SA'S MYSTERIOUS LISTERIOSIS DEATH TOLL DOUBLESDate: 2018-01-09
The origin of the outbreak in South Africa remains a mystery, but a Sovereign Food abattoir has been closed after listeria bacteria were found there.
In the past month, the listeriosis outbreak plague's death toll has nearly doubled, from 36 to 61, as SA grapples with an outbreak that expert says is the worst on record – worldwide.
Sovereign Foods, which is based in the Eastern Cape, is one of the major poultry producers in Africa. The company delisted from the JSE on 22 November 2017, concluding a management buyout funded by a private equity firm called Capitalworks.
Health Minister, Aaron Motsoaledi, said the strain found at the abattoir was not the ST6 strain responsible for the deadly outbreak. At a briefing in Pretoria on Monday, a chicken sample that was collected from the fridge at a patient's home tested positive for Listeria monocytogenes.
This chicken was traced back to the store and then back to the abattoir, which was sourced from Sovereign Foods, said Motsoaledi.
All the samples collected from the abattoir have so far failed to pick up the ST6 strain of the outbreak that the country is experiencing.
As a precaution‚ the abattoir was served with a prohibition notice pending further investigations.
“At this juncture, we cannot conclude that the abattoir called Sovereign Foods is the source of the present outbreak. But we can conclude that it has listeria, which can cause illness, and hence it was in the best interest of public health that the abattoir was prohibited from further preparing food pending the cleaning of the environment and meeting certain conditions given to them,” added Motsoaledi.

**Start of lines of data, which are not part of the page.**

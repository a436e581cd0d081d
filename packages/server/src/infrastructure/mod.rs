//! Infrastructure layer: concrete `ConnectionStore` backends, the WebSocket
//! transport handle and wire DTOs.

pub mod dto;
pub mod store;
pub mod transport;
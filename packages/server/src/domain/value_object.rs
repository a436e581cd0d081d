//! Value Objects
//!
//! 識別子はすべて不透明な文字列です。生成時に空文字列と過大な長さを拒否します。

use std::fmt;

use serde::Serialize;
use serde_json::Value;

use super::error::ValueObjectError;

/// 識別子の最大長（バイト）
pub const MAX_ID_LENGTH: usize = 256;

fn validate_id(field: &'static str, value: &str) -> Result<(), ValueObjectError> {
    if value.trim().is_empty() {
        return Err(ValueObjectError::Empty(field));
    }
    if value.len() > MAX_ID_LENGTH {
        return Err(ValueObjectError::TooLong {
            field,
            max: MAX_ID_LENGTH,
            actual: value.len(),
        });
    }
    Ok(())
}

macro_rules! string_id {
    ($(#[$meta:meta])* $name:ident, $field:literal) => {
        $(#[$meta])*
        #[derive(Debug, Clone, PartialEq, Eq, Hash, PartialOrd, Ord, Serialize)]
        #[serde(transparent)]
        pub struct $name(String);

        impl $name {
            /// Validate and wrap the raw identifier.
            pub fn new(value: String) -> Result<Self, ValueObjectError> {
                validate_id($field, &value)?;
                Ok(Self(value))
            }

            pub fn as_str(&self) -> &str {
                &self.0
            }

            /// Log-safe form: the first four characters followed by `***`.
            pub fn masked(&self) -> String {
                let head: String = self.0.chars().take(4).collect();
                format!("{}***", head)
            }
        }

        impl TryFrom<String> for $name {
            type Error = ValueObjectError;

            fn try_from(value: String) -> Result<Self, Self::Error> {
                Self::new(value)
            }
        }

        impl TryFrom<&str> for $name {
            type Error = ValueObjectError;

            fn try_from(value: &str) -> Result<Self, Self::Error> {
                Self::new(value.to_string())
            }
        }

        impl fmt::Display for $name {
            fn fmt(&self, f: &mut fmt::Formatter<'_>) -> fmt::Result {
                f.write_str(&self.0)
            }
        }
    };
}

string_id!(
    /// アプリケーション側のユーザー識別子
    UserId,
    "userId"
);

string_id!(
    /// 登録意図（pending slot）と将来のトランスポート接続を対応付けるトークン
    SlotId,
    "connectionId"
);

string_id!(
    /// トランスポート接続ごとに一意な識別子
    ConnectionId,
    "socketId"
);

impl ConnectionId {
    /// Allocate a fresh random connection id (UUID v4).
    pub fn generate() -> Self {
        Self(uuid::Uuid::new_v4().to_string())
    }
}

impl SlotId {
    /// A slot keyed by the connection it will be bound to, used when the
    /// control plane associates an already-open socket with a user.
    pub fn for_connection(connection_id: &ConnectionId) -> Self {
        Self(connection_id.as_str().to_string())
    }
}

/// Unix timestamp (UTC, milliseconds)
#[derive(Debug, Clone, Copy, PartialEq, Eq, PartialOrd, Ord, Hash, Serialize)]
#[serde(transparent)]
pub struct Timestamp(i64);

impl Timestamp {
    pub fn new(millis: i64) -> Self {
        Self(millis)
    }

    pub fn value(&self) -> i64 {
        self.0
    }
}

/// push されるメッセージ本体（任意の JSON 値）
///
/// `null` と空文字列は「メッセージなし」として拒否します。
#[derive(Debug, Clone, PartialEq)]
pub struct PushMessage(Value);

impl PushMessage {
    pub fn new(value: Value) -> Result<Self, ValueObjectError> {
        match &value {
            Value::Null => Err(ValueObjectError::EmptyMessage),
            Value::String(s) if s.is_empty() => Err(ValueObjectError::EmptyMessage),
            _ => Ok(Self(value)),
        }
    }

    pub fn as_value(&self) -> &Value {
        &self.0
    }
}

impl TryFrom<Value> for PushMessage {
    type Error = ValueObjectError;

    fn try_from(value: Value) -> Result<Self, Self::Error> {
        Self::new(value)
    }
}
//! InMemory ConnectionStore 実装
//!
//! ユーザーごとのバケット（`SlotSet`）をそれぞれ専用の `Mutex` で保護します。
//! 外側のマップのロックはバケットの取得・追加・削除の間だけ保持し、
//! slot の変更はバケットのロックの下で行うため、直列化はユーザー単位になります。
//!
//! ロック順序は常に「外側のマップ → バケット」です。

use std::{collections::HashMap, sync::Arc};

use async_trait::async_trait;
use tokio::sync::Mutex;

use crate::domain::{
    ConnectionId, ConnectionSlot, ConnectionStore, SlotCreation, SlotId, SlotSet, StorageError,
    Timestamp, UserId,
};

type Bucket = Arc<Mutex<SlotSet>>;

/// インメモリ ConnectionStore 実装
#[derive(Default)]
pub struct InMemoryConnectionStore {
    buckets: Mutex<HashMap<UserId, Bucket>>,
}

impl InMemoryConnectionStore {
    pub fn new() -> Self {
        Self::default()
    }

    async fn bucket(&self, user: &UserId) -> Option<Bucket> {
        self.buckets.lock().await.get(user).cloned()
    }

    async fn bucket_or_insert(&self, user: &UserId) -> Bucket {
        self.buckets
            .lock()
            .await
            .entry(user.clone())
            .or_default()
            .clone()
    }

    /// 空になったバケットをマップから外す
    ///
    /// 他のタスクがバケットの `Arc` を持っている間（strong count > 2）は外さない。
    /// `Arc` の複製は外側のロック下でしか行われないので、この判定は競合しない。
    async fn prune(&self, user: &UserId, bucket: &Bucket) {
        let mut buckets = self.buckets.lock().await;
        let is_empty = bucket.lock().await.is_empty();
        if !is_empty || Arc::strong_count(bucket) > 2 {
            return;
        }
        if buckets
            .get(user)
            .is_some_and(|current| Arc::ptr_eq(current, bucket))
        {
            buckets.remove(user);
            tracing::debug!("Pruned empty slot bucket for user '{}'", user);
        }
    }

    /// 登録ユーザー数（テスト・診断用）
    pub async fn user_count(&self) -> usize {
        self.buckets.lock().await.len()
    }
}

#[async_trait]
impl ConnectionStore for InMemoryConnectionStore {
    async fn create_pending_slot(
        &self,
        user: &UserId,
        slot_id: &SlotId,
        created_at: Timestamp,
    ) -> Result<SlotCreation, StorageError> {
        let bucket = self.bucket_or_insert(user).await;
        let result = bucket.lock().await.insert_pending(slot_id.clone(), created_at);
        Ok(result)
    }

    async fn try_bind(
        &self,
        user: &UserId,
        slot_id: &SlotId,
        connection_id: &ConnectionId,
        bound_at: Timestamp,
    ) -> Result<bool, StorageError> {
        let Some(bucket) = self.bucket(user).await else {
            return Ok(false);
        };
        let bound = bucket
            .lock()
            .await
            .try_bind(slot_id, connection_id.clone(), bound_at);
        Ok(bound)
    }

    async fn remove_slot(&self, user: &UserId, slot_id: &SlotId) -> Result<(), StorageError> {
        let Some(bucket) = self.bucket(user).await else {
            return Ok(());
        };
        let removed = bucket.lock().await.remove(slot_id);
        if removed {
            self.prune(user, &bucket).await;
        }
        Ok(())
    }

    async fn list_bound_handles(&self, user: &UserId) -> Result<Vec<ConnectionId>, StorageError> {
        match self.bucket(user).await {
            Some(bucket) => Ok(bucket.lock().await.bound_connections()),
            None => Ok(Vec::new()),
        }
    }

    async fn list_slots(&self, user: &UserId) -> Result<Vec<ConnectionSlot>, StorageError> {
        match self.bucket(user).await {
            Some(bucket) => Ok(bucket.lock().await.slots().to_vec()),
            None => Ok(Vec::new()),
        }
    }

    async fn purge_pending_before(&self, cutoff: Timestamp) -> Result<usize, StorageError> {
        let snapshot: Vec<(UserId, Bucket)> = self
            .buckets
            .lock()
            .await
            .iter()
            .map(|(user, bucket)| (user.clone(), bucket.clone()))
            .collect();

        let mut removed = 0;
        for (user, bucket) in snapshot {
            let purged = bucket.lock().await.purge_pending_before(cutoff);
            if purged > 0 {
                removed += purged;
                self.prune(&user, &bucket).await;
            }
        }
        Ok(removed)
    }
}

He said the number of cases of listeriosis confirmed via lab testing had increased from 557 in early December to 727 at the latest count. Food scientists are claiming that it is the worst documented listeriosis outbreak in global history.
“Now out of the total of 727 laboratory confirmed cases which we know about, we are only able to trace 134 actual patients, which is only 18%. This means that we still have a long way to go in searching. Out of the 134 traced patients, 61 had passed on,” said Motsoaledi.
The health department had taken a number of measures to fight the outbreak, including declaring listeriosis a notifiable condition for the first time in history; conducting genome sequencing analysis on samples, and checking with potential source areas that hygiene guidelines were being followed.
Rufaro Chatora, the country representative of the World Health Organisation, said SA had done well to declare the listeriosis as a notifiable condition. He said while the condition had been found in France, the US and Denmark, SA’s latest outbreak were one of the longest.
Acting director-general of the Department of Agriculture, Forestry and Fisheries, Mooketsa Ramasodi, said the department was compiling a list of countries, including Brazil, where it was considering a precautionary and temporary ban on the import of foods that could have been contaminated through unhygienic practices.
He said the department was not aware of any country which intended to ban South African goods as a result of the latest outbreak. The outbreak is across all nine provinces and clinical tests have revealed that the listeria originates from a single source — "most likely a food product on the market or a series of food products produced in the same manufacturing environment", says Dr Lucia Anelich‚ a prominent South African food microbiologist and food safety expert.
"I concur with my colleagues from business‚ academia and governments‚ in Europe‚ Australia‚ Canada and the US‚ that this is the worst documented listeriosis outbreak in global history," she said.
Foods most often implicated in foodborne outbreaks globally are deli meats (polony‚ ham etc) and hot dogs; refrigerated pâtés or meat spreads; unpasteurised (raw) milk and dairy products; soft cheese made with unpasteurised milk‚ such as feta‚ brie and camembert; refrigerated smoked seafood; and raw sprouts and pre-packaged salads.